January 16, 2009
Sanchez decision changes plan for '09
It's amazing how a few simple words can change the trajectory of a season instantaneously.
When quarterback Mark Sanchez announced he'd be forgoing his senior season, USC and Pete Carroll's plan for 2009 was thrown into flux.
Instead of Sanchez leading an offense that returns 10 starters, USC will have a brand new starting quarterback for the second year in a row.
Here's a look at how Sanchez's decision will affect some of the principle parties.
It means that Aaron Corp
will enter winter workouts as the No. 1 quarterback. Corp started the year as Sanchez's back up, but he struggled with the added responsibility. When he got his second chance leading up to the Rose Bowl, though, Corp thrived.
He made plays with his feet and looked very efficient in the intermediate passing game. Without Sanchez and with some talented deep threats, Corp will need to work on getting the ball downfield to maximize the offense's firepower.
It means that Mitch Mustain
will need to fight even harder. Mustain came to USC to play, and without Sanchez standing in his way, it's his time to step up. Mustain had been erratic and had too many off days while he was Sanchez's back up.
Maybe this is the right time for Mustain to show a little more fire, to prove to Carroll that he can lead the team. Mustain and Damian Williams have a long-standing relationship. This winter and spring, Mustain has to show that relationship is too strong to keep off the field.
It means that Garrett Green
will have to continue to run the scout offense with precision. It'll be vital that the USC's young defense is tested at a high level throughout 2009, and it starts with Green on Howard Jones Field.
It means that Matt Barkley
might not necessarily redshirt. The top-rated quarterback in the 2009 class will have to learn at an accelerated rate. It has taken quarterbacks like Sanchez, Corp and Mustain at least two years to learn the USC offense.

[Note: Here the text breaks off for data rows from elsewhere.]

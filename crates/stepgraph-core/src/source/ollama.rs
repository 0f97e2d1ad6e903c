//! [`ModelSource`] backed by an Ollama server's HTTP API.

use async_trait::async_trait;
use reqwest::Client;
use serde::{Deserialize, Serialize};
use tracing::{debug, warn};

use super::{ModelSource, SourceConfig, SourceError};
use crate::plan::error::excerpt;

const GENERATE_PATH: &str = "api/generate";
const TAGS_PATH: &str = "api/tags";

/// Longest error body kept in [`SourceError::Status`].
const MAX_ERROR_BODY: usize = 500;

#[derive(Debug, Serialize)]
struct GenerateRequest<'a> {
    model: &'a str,
    prompt: &'a str,
    stream: bool,
}

#[derive(Debug, Deserialize)]
struct GenerateResponse {
    response: String,
}

/// Client for `POST /api/generate` with streaming disabled.
pub struct OllamaSource {
    config: SourceConfig,
    http: Client,
}

impl OllamaSource {
    pub fn new(config: SourceConfig) -> Result<Self, SourceError> {
        let http = Client::builder()
            .timeout(config.timeout)
            .build()
            .map_err(|e| SourceError::Transport(e.to_string()))?;
        Ok(Self { config, http })
    }

    pub fn config(&self) -> &SourceConfig {
        &self.config
    }

    fn map_error(&self, err: reqwest::Error) -> SourceError {
        if err.is_timeout() {
            SourceError::Timeout(self.config.timeout)
        } else if err.is_decode() {
            SourceError::InvalidResponse(err.to_string())
        } else {
            SourceError::Transport(err.to_string())
        }
    }
}

#[async_trait]
impl ModelSource for OllamaSource {
    fn name(&self) -> &str {
        "ollama"
    }

    async fn complete(&self, prompt: &str) -> Result<String, SourceError> {
        let url = self.config.endpoint(GENERATE_PATH);
        debug!(%url, model = %self.config.model, prompt_len = prompt.len(), "sending prompt");

        let body = GenerateRequest {
            model: &self.config.model,
            prompt,
            stream: false,
        };
        let response = self
            .http
            .post(&url)
            .json(&body)
            .send()
            .await
            .map_err(|e| self.map_error(e))?;

        let status = response.status();
        if !status.is_success() {
            let text = response.text().await.unwrap_or_default();
            let body = excerpt(&text, MAX_ERROR_BODY).to_owned();
            warn!(status = status.as_u16(), "model backend rejected request");
            return Err(SourceError::Status {
                status: status.as_u16(),
                body,
            });
        }

        let parsed: GenerateResponse = response.json().await.map_err(|e| {
            if e.is_timeout() {
                SourceError::Timeout(self.config.timeout)
            } else {
                SourceError::InvalidResponse(e.to_string())
            }
        })?;
        debug!(response_len = parsed.response.len(), "received completion");
        Ok(parsed.response)
    }

    async fn is_available(&self) -> bool {
        let url = self.config.endpoint(TAGS_PATH);
        match self.http.get(&url).send().await {
            Ok(response) if response.status().is_success() => true,
            Ok(response) => {
                warn!(%url, status = response.status().as_u16(), "model backend unhealthy");
                false
            }
            Err(e) => {
                warn!(%url, error = %e, "model backend unreachable");
                false
            }
        }
    }
}
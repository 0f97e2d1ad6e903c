//! End-to-end tests for `Planner` driven by a scripted model source.

use std::time::Duration;

use stepgraph_core::Planner;
use stepgraph_core::plan::{PlanError, PlanPolicy, ValidationError};
use stepgraph_core::source::SourceError;
use stepgraph_test_utils::{ScriptedSource, chain, diamond, record, response, wrapped_response};

fn planner(source: &ScriptedSource, policy: PlanPolicy) -> Planner {
    Planner::new(Box::new(source.clone()), policy)
}

#[tokio::test]
async fn generates_plan_from_scripted_response() {
    let source = ScriptedSource::new().respond(wrapped_response("diamond", &diamond()));
    let planner = planner(&source, PlanPolicy::default());

    let plan = planner.generate_plan("split the module").await.unwrap();
    assert_eq!(plan.user_request, "split the module");
    assert_eq!(plan.order(), vec!["step_1", "step_2", "step_3", "step_4"]);
    assert_eq!(plan.reasoning, "diamond");
}

#[tokio::test]
async fn prompt_carries_request_and_policy() {
    let source = ScriptedSource::new().respond(response(&chain(2)));
    let policy = PlanPolicy {
        require_reasoning: false,
        max_steps: 17,
    };
    let planner = planner(&source, policy).with_workspace("/srv/app");

    planner.generate_plan("add a healthcheck endpoint").await.unwrap();

    let prompts = source.prompts();
    assert_eq!(prompts.len(), 1);
    assert!(prompts[0].ends_with("add a healthcheck endpoint\n"));
    assert!(prompts[0].contains("at most 17 steps"));
    assert!(prompts[0].contains("/srv/app"));
    assert_eq!(prompts[0], planner.prompt_for("add a healthcheck endpoint"));
}

#[tokio::test]
async fn source_failure_surfaces_without_parsing() {
    let source = ScriptedSource::new().fail(SourceError::Timeout(Duration::from_secs(30)));
    let planner = planner(&source, PlanPolicy::default());

    let err = planner.generate_plan("anything").await.unwrap_err();
    assert!(
        matches!(err, PlanError::Source(SourceError::Timeout(_))),
        "got {err}"
    );
}

#[tokio::test]
async fn invalid_response_is_reported() {
    let source = ScriptedSource::new().respond(response(&[record(1, "chmod", "bin/run", &[])]));
    let planner = planner(&source, PlanPolicy::default());

    let err = planner.generate_plan("make it executable").await.unwrap_err();
    assert!(
        matches!(err, PlanError::Validation(ValidationError::InvalidAction { .. })),
        "got {err}"
    );
}

#[tokio::test]
async fn require_reasoning_policy_applies() {
    let source = ScriptedSource::new().respond(response(&chain(3)));
    let policy = PlanPolicy {
        require_reasoning: true,
        ..PlanPolicy::default()
    };
    let planner = planner(&source, policy);

    let err = planner.generate_plan("r").await.unwrap_err();
    assert!(matches!(err, PlanError::MissingReasoning), "got {err}");
    assert!(source.prompts()[0].contains("`reasoning` field is required"));
}

#[tokio::test]
async fn calls_are_independent() {
    let source = ScriptedSource::new()
        .respond("not a plan")
        .respond(response(&chain(2)));
    let planner = planner(&source, PlanPolicy::default());

    assert!(planner.generate_plan("first").await.is_err());
    let plan = planner.generate_plan("second").await.unwrap();
    assert_eq!(plan.user_request, "second");
    assert_eq!(plan.steps.len(), 2);
}

#[tokio::test]
async fn availability_comes_from_the_source() {
    let up = planner(&ScriptedSource::new(), PlanPolicy::default());
    assert!(up.is_available().await);
    assert_eq!(up.source_name(), "scripted");

    let down = planner(&ScriptedSource::new().unavailable(), PlanPolicy::default());
    assert!(!down.is_available().await);
}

If Barkley is even going to sniff the field as a season, he's got to be smarter, work harder and perform better than any other first-year quarterback in Carroll's tenure.
It means that John Morton and Carl Smith
will have to earn their paychecks next season. It won't be as easy as it would've been, but nothing about winning championships should be easy.
Smith, in particular, will have to be the guy who steps up most, tutoring a group of talented, albeit under-experienced, quarterbacks. If Smith is half the coach he was in 2004, USC should be fine.
With Smith interviewing with the Cleveland Browns, retaining him is a must.
It means that Mark Sanchez
is looking out for himself. Really, this decision came down to a pair of things. Either Sanchez could stay in school, risk his draft stock but become a more experienced player or he could leave now, striking while the proverbial iron is hot.
Clearly, he wanted to get to the league, despite advice from Carroll that contradicted Sanchez's wishes.
Now, he'll have a chance to be the first quarterback selected, and he'll reap the benefits of that - big contract, endorsement deals, etc. He'll also likely go to a bad team and be faced with big expectations.